HENRY'S LIST OF WRONGS by John Scott Shepherd
Reprinted from Aintitcool.com

From time to time, you stumble across something that looks like everything else at first glance, but upon further inspection is very revealing and completely engulfing. It happened to me recently with this tight little story of redemption from John Scott Shepherd, a guy who happens to be a screenwriter and a former advertising executive living in Kansas City, a quiet little bed of creativity tucked away in the Midwest. This novel seems to be a personal new frontier of story telling for the author, the way Richard Price grew up with THE BREAKS and LADIES MAN so many years ago. It's certainly not anything outside the norm like Palahniuk's FIGHT CLUB, or the incredibly visceral masterpiece by Craig Nova, INCANDSCENCE, but this guy has put up a good fight just the same and some props need to be paid.

What's wonderful to see in this sea of banality is a character that has four sides and operates in the three dimensional world. He's not holding anything back, but Shepherd certainly shows a broad stroke of restraint. He presents someone that I guarantee everyone will be able to identify with, a geeky kid who's got his heart set on the unattainable prize of the most beautiful, stunningly fantastic best looking chick in his high school class. He pines for her, and then suddenly as if by magic or some unseen hand, he gets his wish; she agrees to go to the high school senior prom with him. Just like that he's got everything that an eighteen year old kid could want, which seems very cool.

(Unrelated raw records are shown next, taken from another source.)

//! Managed device inventory and remote actions

use intune_domain::{Result, WipeOptions};
use serde_json::{json, Value};

use super::collection::Collection;
use crate::http::{GraphClient, GraphRequest};

const MANAGED_BASE: &str = "/deviceManagement/managedDevices";
const AZURE_AD_BASE: &str = "/devices";

/// Proxy for Intune managed devices and the directory's device objects.
#[derive(Clone)]
pub struct Devices {
    managed: Collection,
    azure_ad: Collection,
}

impl Devices {
    pub(crate) fn new(client: GraphClient) -> Self {
        Self {
            managed: Collection::new(client.clone(), MANAGED_BASE),
            azure_ad: Collection::new(client, AZURE_AD_BASE),
        }
    }

    pub async fn list(&self) -> Result<Vec<Value>> {
        self.managed.list().await
    }

    pub async fn get(&self, device_id: &str) -> Result<Value> {
        self.managed.get(device_id).await
    }

    pub async fn update(&self, device_id: &str, update: Value) -> Result<Value> {
        self.managed.update(device_id, update).await
    }

    pub async fn delete(&self, device_id: &str) -> Result<()> {
        self.managed.delete(device_id).await
    }

    /// Azure AD device objects (directory side, not Intune enrollment).
    pub async fn list_azure_ad_devices(&self) -> Result<Vec<Value>> {
        self.azure_ad.list().await
    }

    pub async fn get_azure_ad_device(&self, device_id: &str) -> Result<Value> {
        self.azure_ad.get(device_id).await
    }

    // ------------------------------------------------------------------
    // Remote actions
    // ------------------------------------------------------------------

    pub async fn set_device_name(&self, device_id: &str, device_name: &str) -> Result<()> {
        self.action(device_id, "setDeviceName", json!({ "deviceName": device_name })).await
    }

    pub async fn reboot(&self, device_id: &str) -> Result<()> {
        self.action(device_id, "rebootNow", json!({})).await
    }

    pub async fn retire(&self, device_id: &str) -> Result<()> {
        self.action(device_id, "retire", json!({})).await
    }

    pub async fn shutdown(&self, device_id: &str) -> Result<()> {
        self.action(device_id, "shutDown", json!({})).await
    }

    pub async fn wipe(&self, device_id: &str, options: &WipeOptions) -> Result<()> {
        let body = serde_json::to_value(options).map_err(|e| {
            intune_domain::IntuneError::Decode(format!("failed to serialize wipe options: {e}"))
        })?;
        self.action(device_id, "wipe", body).await
    }

    async fn action(&self, device_id: &str, action: &str, body: Value) -> Result<()> {
        let path = format!("{}/{}", self.managed.item_path(device_id), action);
        self.managed.client().send(&GraphRequest::post(path, body)).await?;
        Ok(())
    }
}
//! Error types used throughout the client

use std::fmt;
use std::time::Duration;

use thiserror::Error;

/// Stages of the application content upload pipeline, in execution order.
///
/// Carried inside [`IntuneError::UploadStage`] so a caller can tell which
/// step of the multi-call workflow failed.
#[derive(Debug, Clone, Copy, PartialEq, Eq)]
pub enum UploadStage {
    CreateApp,
    CreateContentVersion,
    RegisterFile,
    AwaitStorageUri,
    UploadBytes,
    CommitFile,
    AwaitCommitSuccess,
    CommitApp,
}

impl fmt::Display for UploadStage {
    fn fmt(&self, f: &mut fmt::Formatter<'_>) -> fmt::Result {
        let name = match self {
            Self::CreateApp => "createApp",
            Self::CreateContentVersion => "createContentVersion",
            Self::RegisterFile => "registerFile",
            Self::AwaitStorageUri => "awaitStorageUri",
            Self::UploadBytes => "uploadBytes",
            Self::CommitFile => "commitFile",
            Self::AwaitCommitSuccess => "awaitCommitSuccess",
            Self::CommitApp => "commitApp",
        };
        write!(f, "{name}")
    }
}

/// Main error type for Intune client operations
#[derive(Error, Debug)]
pub enum IntuneError {
    /// The token endpoint rejected the credentials, or the exchange failed in
    /// transit. Never retried beyond the executor's single 401 recovery.
    #[error("authentication failed{}: {detail}", .status.map(|s| format!(" (HTTP {s})")).unwrap_or_default())]
    Auth {
        /// HTTP status returned by the token endpoint, if a response arrived.
        status: Option<u16>,
        detail: String,
    },

    /// Non-2xx API response, propagated with the upstream status and body.
    #[error("graph api error (HTTP {status}): {body}")]
    Api { status: u16, body: String },

    /// A stage of the upload pipeline failed; the pipeline aborts without
    /// compensation and the partially created resources are left behind.
    #[error("upload stage {stage} failed: {source}")]
    UploadStage {
        stage: UploadStage,
        #[source]
        source: Box<IntuneError>,
    },

    /// A polling stage exceeded the caller-supplied deadline.
    #[error("upload stage {stage} timed out after {elapsed:?}")]
    Timeout { stage: UploadStage, elapsed: Duration },

    /// Request rejected client-side before any network call was made.
    #[error("invalid input: {0}")]
    InvalidInput(String),

    /// Transport-level failure outside of authentication.
    #[error("transport error: {0}")]
    Transport(String),

    /// Response body could not be (de)serialized.
    #[error("decode error: {0}")]
    Decode(String),
}

impl IntuneError {
    /// Wrap an error with the upload stage it occurred in.
    ///
    /// Timeouts already carry their stage and pass through unchanged.
    #[must_use]
    pub fn at_stage(self, stage: UploadStage) -> Self {
        match self {
            timeout @ Self::Timeout { .. } => timeout,
            other => Self::UploadStage { stage, source: Box::new(other) },
        }
    }
}

/// Result type alias for Intune client operations
pub type Result<T> = std::result::Result<T, IntuneError>;

#[cfg(test)]
mod tests {
    use super::*;

    #[test]
    fn stage_names_match_wire_casing() {
        assert_eq!(UploadStage::AwaitStorageUri.to_string(), "awaitStorageUri");
        assert_eq!(UploadStage::CommitApp.to_string(), "commitApp");
    }

    #[test]
    fn at_stage_wraps_api_errors() {
        let err = IntuneError::Api { status: 400, body: "bad".into() }
            .at_stage(UploadStage::RegisterFile);
        match err {
            IntuneError::UploadStage { stage, .. } => {
                assert_eq!(stage, UploadStage::RegisterFile);
            }
            other => panic!("expected UploadStage, got {other:?}"),
        }
    }

    #[test]
    fn at_stage_preserves_timeouts() {
        let err = IntuneError::Timeout {
            stage: UploadStage::AwaitCommitSuccess,
            elapsed: Duration::from_secs(30),
        }
        .at_stage(UploadStage::AwaitCommitSuccess);
        assert!(matches!(err, IntuneError::Timeout { .. }));
    }

    #[test]
    fn auth_error_display_includes_status() {
        let err = IntuneError::Auth { status: Some(400), detail: "invalid_client".into() };
        let msg = err.to_string();
        assert!(msg.contains("HTTP 400"));
        assert!(msg.contains("invalid_client"));
    }
}
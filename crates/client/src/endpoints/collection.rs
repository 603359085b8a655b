//! Generic collection plumbing shared by every resource family
//!
//! Each Graph resource family is the same five verbs against a different
//! base path, plus the odd action endpoint. Rather than one bespoke class
//! per family, proxies wrap a [`Collection`] pointed at their path and add
//! only what is genuinely specific to them.

use intune_domain::Result;
use serde_json::Value;

use crate::http::{GraphClient, GraphRequest};

/// CRUD + pagination over one collection path.
#[derive(Clone)]
pub(crate) struct Collection {
    client: GraphClient,
    base: String,
}

impl Collection {
    pub(crate) fn new(client: GraphClient, base: impl Into<String>) -> Self {
        Self { client, base: base.into() }
    }

    pub(crate) fn client(&self) -> &GraphClient {
        &self.client
    }

    pub(crate) fn item_path(&self, id: &str) -> String {
        format!("{}/{}", self.base, id)
    }

    /// A nested collection under one item, e.g. `{base}/{id}/assignments`.
    pub(crate) fn nested(&self, id: &str, name: &str) -> Self {
        Self { client: self.client.clone(), base: format!("{}/{}/{}", self.base, id, name) }
    }

    pub(crate) async fn list(&self) -> Result<Vec<Value>> {
        self.client.list_all(&self.base).await
    }

    pub(crate) async fn get(&self, id: &str) -> Result<Value> {
        self.client.send(&GraphRequest::get(self.item_path(id))).await
    }

    pub(crate) async fn create(&self, body: Value) -> Result<Value> {
        self.client.send(&GraphRequest::post(&self.base, body)).await
    }

    pub(crate) async fn update(&self, id: &str, body: Value) -> Result<Value> {
        self.client.send(&GraphRequest::patch(self.item_path(id), body)).await
    }

    pub(crate) async fn delete(&self, id: &str) -> Result<()> {
        self.client.send(&GraphRequest::delete(self.item_path(id))).await?;
        Ok(())
    }
}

But Henry Chase lives in a house of ghosts; his father is dying in the back room with a bad case of the "Big Casino", and his mother and her sister are drinking their lives away. This is all set up for us in the first chapter, and if you can put this book down after this opening scene, then you're a lost cause. Go back to Danielle Steel and John Grisham.

What follows is the next ten years of Henry's life, sprinkled out over the rest of the book, put together like a puzzle where the picture on the front of the box only comes into full focus after all the pieces are put together. Shepherd holds much of this story under his thumb, giving just the bare minimum, but at the same time drawing a picture of Henry as the master of the universe with a driving force that in his mind justifies his every action. Shepherd takes the reader on a tour of the King Kong of assholes: Henry Chase is "The Assassin" and tears everyone down around him with such force and unbridled conviction that it seems he's never going to take his foot off the gas.

Shortly after completely destroying a long time family institution in his hometown, Henry meets his female match in the woman whom he discovers is cleaning his bathroom in his hotel room. If there is a weakness in this story, it's that Henry comes off as a little too callous with Sophie, who really is a saviour of sorts. But then again, his history with woman consists of Elizabeth, the prom queen who may still have his beating heart in her hand, and his mother, who's been in love with the bottle for Henry's entire life, to his great loss. The title of this book comes from the "list" of terrible things Henry has done in his life, and Sophie is there to help him make them right. By making amends for everything on this list, going back across his memory, Henry will clean his soul of all its piss and vinegar. This is the masterstroke that Shepherd manages with great ease. Everyone should regret not what they did, but what they didn't do, right? Well, Henry is regretting things he did and feels that his past is catching up to his soul, so he wants to go back and make it right with the people he wronged. That's right... not go back and make it right with the people who wronged him, since that would be vengeance, right? This is a book about redemption, in Henry's mind and ours. John Scott Shepherd is a very smart, talented and savvy storyteller. HENRY'S LIST OF WRONGS will leave you thinking about a great many things, and there are parts of this book that are truly inspired. On the whole it kicks much ass. I was left breathless through out most of it, and I'm sure you will be too.